Fusion-Aware QDQ Placement: Achieving Native Kernel Fusion in ONNX via Graph Reordering

Read the Full Academic Paper

For the complete mathematical proofs, systems architecture, and detailed experimental evaluation, download our formal publication.

Download PDF

Research Overview

Deploying deep neural networks on edge platforms relies heavily on static INT8 quantization to reduce memory usage and acceleration latency. The standard ONNX Runtime (ORT) ecosystem provides post-training quantization utilities that insert QuantizeLinear (Q) and DequantizeLinear (DQ) nodes into the computation graph. However, because standard tools evaluate nodes locally in isolation, they place the DequantizeLinear node directly between a Convolution and its subsequent Non-Linear Activation (e.g., ReLU), inadvertently breaking hardware-level kernel fusion.
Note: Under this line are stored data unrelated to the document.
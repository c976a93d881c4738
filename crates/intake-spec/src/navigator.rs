//! Sequential cursor movement across section and part boundaries.
//!
//! Both operations are pure functions of the sequence shape and a position.
//! Empty sections and parts never exist in a shape produced by the indexer,
//! so crossing a boundary always lands on a real question.

use crate::position::{Position, Step};

/// Layout of a filtered sequence: parts, their sections, their question counts.
pub trait Shape {
    fn part_count(&self) -> usize;
    fn section_count(&self, part: usize) -> usize;
    fn question_count(&self, part: usize, section: usize) -> usize;

    fn contains(&self, position: Position) -> bool {
        position.part < self.part_count()
            && position.section < self.section_count(position.part)
            && position.question < self.question_count(position.part, position.section)
    }
}

/// Plain nested counts; `shape[part][section]` is the number of questions.
impl Shape for [Vec<usize>] {
    fn part_count(&self) -> usize {
        self.len()
    }

    fn section_count(&self, part: usize) -> usize {
        self.get(part).map_or(0, Vec::len)
    }

    fn question_count(&self, part: usize, section: usize) -> usize {
        self.get(part)
            .and_then(|sections| sections.get(section))
            .copied()
            .unwrap_or(0)
    }
}

impl Shape for Vec<Vec<usize>> {
    fn part_count(&self) -> usize {
        self.as_slice().part_count()
    }

    fn section_count(&self, part: usize) -> usize {
        self.as_slice().section_count(part)
    }

    fn question_count(&self, part: usize, section: usize) -> usize {
        self.as_slice().question_count(part, section)
    }
}

/// Next position, or [`Step::End`] after the last question.
///
/// Returns `None` when `position` is not part of `shape`.
pub fn next<S: Shape + ?Sized>(shape: &S, position: Position) -> Option<Step> {
    if !shape.contains(position) {
        return None;
    }
    let Position {
        part,
        section,
        question,
    } = position;

    if question + 1 < shape.question_count(part, section) {
        return Some(Step::At(Position::new(part, section, question + 1)));
    }
    if let Some(start) = first_from(shape, part, section + 1) {
        return Some(Step::At(start));
    }
    for next_part in part + 1..shape.part_count() {
        if let Some(start) = first_from(shape, next_part, 0) {
            return Some(Step::At(start));
        }
    }
    Some(Step::End)
}

/// Previous position, or [`Step::Start`] at the very first question.
///
/// Returns `None` when `position` is not part of `shape`.
pub fn previous<S: Shape + ?Sized>(shape: &S, position: Position) -> Option<Step> {
    if !shape.contains(position) {
        return None;
    }
    let Position {
        part,
        section,
        question,
    } = position;

    if question > 0 {
        return Some(Step::At(Position::new(part, section, question - 1)));
    }
    if let Some(end) = last_before(shape, part, section) {
        return Some(Step::At(end));
    }
    for prior_part in (0..part).rev() {
        if let Some(end) = last_before(shape, prior_part, shape.section_count(prior_part)) {
            return Some(Step::At(end));
        }
    }
    Some(Step::Start)
}

/// First question of the sequence.
pub fn first<S: Shape + ?Sized>(shape: &S) -> Option<Position> {
    (0..shape.part_count()).find_map(|part| first_from(shape, part, 0))
}

/// Last question of the sequence.
pub fn last<S: Shape + ?Sized>(shape: &S) -> Option<Position> {
    (0..shape.part_count())
        .rev()
        .find_map(|part| last_before(shape, part, shape.section_count(part)))
}

fn first_from<S: Shape + ?Sized>(shape: &S, part: usize, from_section: usize) -> Option<Position> {
    (from_section..shape.section_count(part))
        .find(|section| shape.question_count(part, *section) > 0)
        .map(|section| Position::new(part, section, 0))
}

fn last_before<S: Shape + ?Sized>(shape: &S, part: usize, before_section: usize) -> Option<Position> {
    (0..before_section.min(shape.section_count(part)))
        .rev()
        .find_map(|section| {
            shape
                .question_count(part, section)
                .checked_sub(1)
                .map(|question| Position::new(part, section, question))
        })
}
This paper presents Kenosis, a proprietary Rust graph-optimization engine that implements Fusion-Aware QDQ Placement. By proving and leveraging the positive-homogeneous properties of standard activation layers, Kenosis commutes dequantization nodes past activation boundaries. This preserves the contiguous Conv-Activation pattern, allowing backend execution engines to trigger fused kernels natively on stock runtime engines. Our benchmarks across three classifier architectures and one object detector demonstrate latency speedups of up to 2.42× over FP32 baselines, with high output fidelity validated on a 1,000-image validation set for each architecture.
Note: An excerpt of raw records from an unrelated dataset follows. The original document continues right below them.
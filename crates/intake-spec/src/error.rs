use thiserror::Error;

use crate::definition::Gender;
use crate::position::Position;

/// Authoring problem found while loading a definition.
#[derive(Debug, Clone, PartialEq, Eq, Error)]
pub enum DefinitionIssue {
    #[error("no languages declared")]
    NoLanguages,
    #[error("invalid language tag '{0}'")]
    InvalidLanguage(String),
    #[error("language '{0}' declared more than once")]
    DuplicateLanguage(String),
    #[error("default language '{0}' is not among the declared languages")]
    DefaultLanguageNotDeclared(String),
    #[error("questionnaire has no parts")]
    NoParts,
    #[error("part id '{0}' is used more than once")]
    DuplicatePartId(String),
    #[error("section id '{section}' is used more than once in part '{part}'")]
    DuplicateSectionId { part: String, section: String },
    #[error("question id '{0}' is used more than once")]
    DuplicateQuestionId(String),
    #[error("{field} is empty")]
    EmptyId { field: String },
    #[error("choice question '{0}' has no options")]
    EmptyOptions(String),
    #[error("free-text question '{0}' declares options")]
    UnexpectedOptions(String),
    #[error("free-text question '{0}' cannot allow multiple selections")]
    MultipleOnFreeText(String),
    #[error("{field} has no '{language}' text")]
    MissingTranslation { field: String, language: String },
    #[error("no questions apply to {0} participants")]
    EmptyForGender(Gender),
}

/// Configuration errors. Fatal: a session cannot start.
#[derive(Debug, Error)]
pub enum DefinitionError {
    #[error("failed to parse questionnaire definition: {0}")]
    Parse(#[from] serde_json::Error),
    #[error("questionnaire definition is invalid: {}", join_issues(.0))]
    Invalid(Vec<DefinitionIssue>),
    #[error("invalid language tag '{0}'")]
    InvalidLanguage(String),
    #[error("language '{0}' is not offered by this questionnaire")]
    UnsupportedLanguage(String),
    #[error("no questions apply to {0} participants")]
    EmptySequence(Gender),
}

fn join_issues(issues: &[DefinitionIssue]) -> String {
    issues
        .iter()
        .map(ToString::to_string)
        .collect::<Vec<_>>()
        .join("; ")
}

/// Rejected answer submission. Recoverable; the cursor does not move.
#[derive(Debug, Clone, PartialEq, Eq, Error)]
pub enum AnswerError {
    #[error("an answer is required for question {number}")]
    Empty { question_id: String, number: String },
    #[error("'{value}' is not an option for question {number}")]
    NotAnOption {
        question_id: String,
        number: String,
        value: String,
    },
    #[error("question {number} accepts a single option")]
    MultipleNotAllowed { question_id: String, number: String },
    #[error("question {number} expects free text")]
    ExpectedText { question_id: String, number: String },
    #[error("question {number} has no follow-up field")]
    FollowUpNotOffered { question_id: String, number: String },
    #[error("no question at position {0}")]
    NoQuestionAt(Position),
}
The Bottleneck: Broken Kernel Fusion

Hardware execution providers maximize throughput by minimizing memory cycles. "Kernel Fusion" collapses multiple sequential operations (such as Convolution and ReLU) into a single hardware instruction, avoiding intermediate writes to main memory. In a standard FP32 vision model, a Convolution and its activation form a contiguous pattern:

Conv ReLU FP32 baseline — fused by the execution provider into a single memory cycle

When the standard ORT Python quantizer converts this to INT8, it evaluates the Convolution in isolation, wrapping it in QDQ nodes and severing the contiguous path:

Quantize Conv Dequantize ReLU ORT Python output — Dequantize severs Conv-ReLU contiguity, breaking fusion

Because the Dequantize node is placed before ReLU, kernel fusion breaks. The engine is forced to write intermediate results to memory and reload them in FP32 to apply the activation, thrashing the cache and neutralizing the acceleration benefits of 8-bit integer math.

The Commutativity Solution

To restore kernel fusion, the Dequantize node must be shifted *after* the activation. Kenosis accomplishes this via graph rewriting. We prove that this reordering is numerically exact by exploiting the mathematical properties of positive-homogeneous activations. The dequantization formula with zero-point $z=0$ simplifies to positive scalar multiplication:

DQ(x) = x * scale   (where scale > 0)

For activations $f(x)$ satisfying positive homogeneity: $f(\alpha x) = \alpha f(x)$ for $\alpha > 0$. Therefore:

f(DQ(x)) = f(x * scale) = f(x) * scale = DQ(f(x))

This commutativity guarantees that the dequantization node can be safely moved past the activation without altering downstream values. This holds algebraically for **ReLU**, **LeakyReLU**, and **Clip(0, M)**. For non-homogeneous activations like **Sigmoid** or **Tanh**, Kenosis places the QDQ wrapper on the activation output, preserving graph validity while maximizing other downstream fusion blocks.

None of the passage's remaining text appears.